En somme, la coupure politique, la seule vraie, est la suivante: en accord, ou contre le mémorandum et plus les mouvements anti-mémorandum et qui ne sont pas fascisants agiront avec succès, moins il y aura de place laissé aux caricatures locales du néonazisme. Le paradoxe est que les tenants du nouveau totalitarisme de la troïka, se présentent comme étant les défenseurs du régime démocratique qui d'ailleurs eux-mêmes, ont déjà assassiné. “ Merci à votre démocratie ”, a ainsi crié un député de l'Aube dorée ce midi au moment de sa remise en liberté dans la cour du Palais de justice. Ils savent évidement provoquer ces gens, et rien de nouveau de ce point de vue.

Sauf que cette “démocratie” n'est pas la notre non plus. Et même les anarchistes ont réalisé... la taille du paradoxe, ainsi, sur une de leurs affiches que l'on découvre en ce moment un peu partout on peu lire: “ Ce n'est pas un rêve, ce n'est pas une utopie.

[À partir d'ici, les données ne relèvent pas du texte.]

use super::*;
use time::macros::date;
use uuid::Uuid;

use crate::catalog::{NoteCategory, TransactionKind};

#[test]
fn export_filename_uses_iso_date() {
    assert_eq!(export_filename(date!(2025 - 03 - 07)), "pocketbook-data-2025-03-07.json");
}

#[test]
fn plan_import_requires_transactions_array() {
    assert!(matches!(plan_import(&json!({})), Err(TransferError::MissingTransactions)));
    assert!(matches!(
        plan_import(&json!({ "transactions": "nope" })),
        Err(TransferError::MissingTransactions)
    ));
}

#[test]
fn plan_import_accepts_empty_document() {
    let plan = plan_import(&json!({ "transactions": [] })).unwrap();
    assert!(plan.transactions.is_empty());
    assert!(plan.notes.is_empty());
    assert_eq!(plan.skipped, RecordCounts::default());
}

#[test]
fn plan_import_skips_invalid_entries() {
    let doc = json!({
        "transactions": [
            { "type": "expense", "amount": 12.5, "category": "1", "description": "Lunch", "date": "2025-03-01" },
            { "type": "expense", "amount": -1, "category": "1", "description": "Bad", "date": "2025-03-01" },
            { "type": "income", "amount": 10, "category": "1", "description": "Wrong kind", "date": "2025-03-01" },
            { "type": "expense", "amount": 3 },
            "garbage"
        ],
        "notes": [
            { "title": "Goal", "content": "Save", "category": "financial-goal", "tags": ["a"] },
            { "title": "", "content": "x" }
        ]
    });
    let plan = plan_import(&doc).unwrap();
    assert_eq!(plan.transactions.len(), 1);
    assert_eq!(plan.transactions[0].amount_cents, 1250);
    assert_eq!(plan.transactions[0].kind, TransactionKind::Expense);
    assert_eq!(plan.skipped.transactions, 4);
    assert_eq!(plan.notes.len(), 1);
    assert_eq!(plan.notes[0].category, NoteCategory::FinancialGoal);
    assert_eq!(plan.skipped.notes, 1);
}

#[test]
fn plan_import_accepts_timestamp_dates() {
    let doc = json!({
        "transactions": [
            { "type": "expense", "amount": 40, "category": "2", "description": "Fuel", "date": "2025-03-01T00:00:00.000Z" },
            { "type": "expense", "amount": 5, "category": "1", "description": "Tea", "date": "2025-03-02T18:30:00+02:00" }
        ]
    });
    let plan = plan_import(&doc).unwrap();
    assert_eq!(plan.skipped.transactions, 0);
    assert_eq!(plan.transactions[0].date, date!(2025 - 03 - 01));
    assert_eq!(plan.transactions[1].date, date!(2025 - 03 - 02));
}

#[test]
fn export_document_round_trips_through_import() {
    let user_id = Uuid::new_v4();
    let doc = ExportDocument {
        user: UserRecord {
            id: user_id,
            name: "Ada".into(),
            email: None,
            avatar_url: None,
            theme: "dark".into(),
            created_at: OffsetDateTime::UNIX_EPOCH,
        },
        transactions: vec![TransactionRow {
            id: Uuid::new_v4(),
            user_id,
            kind: TransactionKind::Income,
            amount_cents: 250_000,
            category: "10".into(),
            description: "Salary".into(),
            date: date!(2025 - 02 - 28),
            created_at: OffsetDateTime::UNIX_EPOCH,
        }],
        notes: vec![NoteRow {
            id: Uuid::new_v4(),
            user_id,
            title: "Plan".into(),
            content: "Budget".into(),
            category: NoteCategory::BudgetPlan,
            tags: vec!["rent".into()],
            created_at: OffsetDateTime::UNIX_EPOCH,
            updated_at: OffsetDateTime::UNIX_EPOCH,
        }],
        export_date: OffsetDateTime::UNIX_EPOCH,
        version: EXPORT_VERSION,
    };

    let value = serde_json::to_value(&doc).unwrap();
    assert_eq!(value["version"], "1.0");
    assert_eq!(value["export_date"], "1970-01-01T00:00:00Z");

    let plan = plan_import(&value).unwrap();
    assert_eq!(plan.transactions.len(), 1);
    assert_eq!(plan.transactions[0].amount_cents, 250_000);
    assert_eq!(plan.notes.len(), 1);
    assert_eq!(plan.notes[0].tags, vec!["rent"]);
    assert_eq!(plan.skipped, RecordCounts::default());
}

// =============================================================================
// Live database
// =============================================================================

#[cfg(feature = "live-db-tests")]
#[tokio::test]
#[ignore = "requires TEST_DATABASE_URL/live Postgres"]
async fn delete_user_data_keeps_activity_logs() {
    use crate::db::test_helpers::{integration_pool, seed_user};

    let pool = integration_pool().await;
    let actor = Actor::system(seed_user(&pool, "transfer-test").await);
    let doc = json!({
        "transactions": [
            { "type": "expense", "amount": 12.5, "category": "1", "description": "Lunch", "date": "2025-03-01" },
            { "type": "income", "amount": 900, "category": "10", "description": "Pay", "date": "2025-03-01T09:00:00.000Z" }
        ],
        "notes": [{ "title": "Goal", "content": "Save", "category": "financial-goal" }]
    });

    let imported = import_user_data(&pool, &actor, &doc).await.expect("import should succeed");
    assert_eq!(imported.imported, RecordCounts { transactions: 2, notes: 1 });

    let deleted = delete_user_data(&pool, &actor).await.expect("delete should succeed");
    assert_eq!(deleted, DeleteSummary { transactions_deleted: 2, notes_deleted: 1 });
    assert!(transaction::list_transactions(&pool, actor.user_id).await.unwrap().is_empty());
    assert!(note::list_notes(&pool, actor.user_id).await.unwrap().is_empty());

    let logs = activity::get_user_activity_logs(&pool, actor.user_id, 10, Some(ActivityCategory::Settings))
        .await
        .expect("activity query should succeed");
    let logged: Vec<&str> = logs.iter().map(|l| l.action.as_str()).collect();
    assert!(logged.contains(&actions::DATA_IMPORT));
    assert!(logged.contains(&actions::DATA_DELETE));
}

#[cfg(feature = "live-db-tests")]
#[tokio::test]
#[ignore = "requires TEST_DATABASE_URL/live Postgres"]
async fn failed_import_inserts_nothing() {
    use crate::db::test_helpers::{integration_pool, seed_user};

    let pool = integration_pool().await;
    let actor = Actor::system(seed_user(&pool, "transfer-test").await);
    // Postgres rejects NUL in TEXT, so the second insert fails after the first succeeds.
    let doc = json!({
        "transactions": [
            { "type": "expense", "amount": 3, "category": "1", "description": "Tea", "date": "2025-03-01" },
            { "type": "expense", "amount": 4, "category": "1", "description": "Bad\u{0}", "date": "2025-03-01" }
        ]
    });

    assert!(matches!(
        import_user_data(&pool, &actor, &doc).await,
        Err(TransferError::Transactions(TransactionError::Database(_)))
    ));
    assert!(transaction::list_transactions(&pool, actor.user_id).await.unwrap().is_empty());
}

La police nous sauvera du monstre du fascisme ”.  

Ce n'est pas un rêve, ce n'est pas une utopie... ”. Athènes, octobre 2013


Pourtant, de l'utopie dans l'air il y en a plein les yeux. Précisant l'avenir dans son régime d'exception, Antonis Samaras a indiqué aujourd'hui depuis les États-Unis où il se trouve, “ que dorénavant, et après l'Aube dorée, il va falloir s'occuper des autres extrémismes, ceux qui veulent par exemple conduire la Grèce en dehors de l'Union Européenne et en dehors de l'OTAN ”. Autrement-dit et pour ceux qui ne l'auraient pas compris, le PC grec (KKE), la mouvance gauche de SYRIZA, le parti de gauche ANTARSYA et le parti du “Plan-B” sont ces “extrémistes”. Aussitôt, ces partis de la gauche ont très vivement réagi ce soir du 2 octobre. “ Que Samaras exige alors des autorités des États-Unis où il se trouve en ce moment, que le FBI procède à l'arrestation de l'économiste - Prix Nobel de l'économie Paul Krugman, il est autant hétérodoxe que nous sur la question de l'euro par exemple ”, a déclaré Alekos Alavanos, ancien leader SYRIZA et actuel chef du mouvement “Plan-B” dont l'axe central de sa ligne politique est l'abandon de l'euro.

Voilà en somme le nœud dans l'actualité grecque qu'il va falloir défaire pour enfin y comprendre quelque chose. Depuis le dernier crime (en date) de l'Aube dorée, le pouvoir en place ainsi que son patronage troïkan, avancent d'un grand pas dans la consolidation de ce régime d'exception devenu la... règle d'or du moment historique, et ceci effectivement pour longtemps. Très longtemps.

D'autant plus, qu'en ce moment même, des habitants qui résistent à Skouries contre l'installation illégale (mais légalisée) des mines d'or chez eux, certains, ont été inculpés et tous sont accusés d'avoir participé à une organisation criminelle, comme les Aubedoriens et comme par hasard.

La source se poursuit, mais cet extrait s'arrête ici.